START Data records

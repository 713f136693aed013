use tracing_subscriber::EnvFilter;
use weft::config::Config;
use weft::extension::{Files, Logger};
use weft::servable::tags::{div, h1, p};
use weft::{Extension, Handler, Route, ServerTemplate, route};

#[tokio::main]
async fn main() -> anyhow::Result<()> {
    let cfg = Config::load()?;

    tracing_subscriber::fmt()
        .with_env_filter(
            EnvFilter::try_from_default_env().unwrap_or_else(|_| EnvFilter::new(&cfg.log_filter)),
        )
        .with_target(false)
        .with_level(true)
        .init();

    let mut server = ServerTemplate::from_config(&cfg)?
        .route(Route::servable("/", h1("heading").text("Whoa!")))
        .route(route("/greet", |c| {
            Box::pin(async move {
                let name = c
                    .query_args()
                    .get("name")
                    .cloned()
                    .unwrap_or_else(|| "stranger".to_string());
                let times: u32 = if c.query_args().contains_key("times") {
                    c.typed_arg("times")?
                } else {
                    1
                };
                let mut page = div("greetings");
                for _ in 0..times.min(10) {
                    page.push(p("").text(format!("Hello, {name}!")));
                }
                c.write(&page);
                Ok(())
            })
        }))
        .fallback(Handler::servable(
            div("missing").child(h1("").text("404")).child(p("").text("Nothing here.")),
        ));

    if let Some(log_file) = &cfg.log_file {
        server = server.extension("logger", Extension::connection(Logger::new(log_file)?));
    }
    if let Some(dir) = &cfg.public_dir {
        server = server.extension("files", Extension::routing(Files::new(dir)));
    }

    let handle = server.start().await?;

    tokio::signal::ctrl_c().await?;
    tracing::info!("Shutdown signal received");
    handle.stop().await;

    Ok(())
}
//! Path lookup and handler invocation.
//!
//! A miss goes to the fallback handler with the status preset to 404. A
//! handler error becomes a 400 when the client caused it and a 500
//! otherwise; either way only this request is affected.

use tracing::{debug, error, warn};

use super::route::Handler;
use super::table::RouteTable;
use crate::connection::Connection;
use crate::error::Error;
use crate::http::response::StatusCode;

#[derive(Debug, Clone)]
pub struct Router {
    routes: RouteTable,
    fallback: Handler,
}

impl Router {
    pub fn new(routes: RouteTable, fallback: Handler) -> Self {
        Self { routes, fallback }
    }

    pub fn routes(&self) -> &RouteTable {
        &self.routes
    }

    pub async fn dispatch(&self, conn: &mut Connection) {
        let handler = match self.routes.get(conn.path()) {
            Ok(handler) => handler,
            Err(Error::RouteNotFound(path)) => {
                debug!(path = %path, "no route, using fallback");
                conn.status(StatusCode::NotFound);
                self.fallback.clone()
            }
            Err(e) => {
                error!(error = %e, "route lookup failed");
                self.fallback.clone()
            }
        };

        if let Err(e) = handler.invoke(conn).await {
            let method = conn.method();
            let path = conn.path().to_string();
            if e.is_client_error() {
                warn!(%method, path = %path, error = %e, "rejected request");
                conn.reject(StatusCode::BadRequest, &e.to_string());
            } else {
                error!(%method, path = %path, error = %e, "handler failed");
                conn.reject(StatusCode::InternalServerError, "500 Internal Server Error");
            }
        }
    }
}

END Data records

### What is needed
Restate word for word the lines above, beginning at the first one and ending at the line that carries "let mut page".

### Answer for this exercise
repository 713f136693aed013
use tracing_subscriber::EnvFilter;
use weft::config::Config;
use weft::extension::{Files, Logger};
use weft::servable::tags::{div, h1, p};
use weft::{Extension, Handler, Route, ServerTemplate, route};

#[tokio::main]
async fn main() -> anyhow::Result<()> {
    let cfg = Config::load()?;

    tracing_subscriber::fmt()
        .with_env_filter(
            EnvFilter::try_from_default_env().unwrap_or_else(|_| EnvFilter::new(&cfg.log_filter)),
        )
        .with_target(false)
        .with_level(true)
        .init();

    let mut server = ServerTemplate::from_config(&cfg)?
        .route(Route::servable("/", h1("heading").text("Whoa!")))
        .route(route("/greet", |c| {
            Box::pin(async move {
                let name = c
                    .query_args()
                    .get("name")
                    .cloned()
                    .unwrap_or_else(|| "stranger".to_string());
                let times: u32 = if c.query_args().contains_key("times") {
                    c.typed_arg("times")?
                } else {
                    1
                };
                let mut page = div("greetings");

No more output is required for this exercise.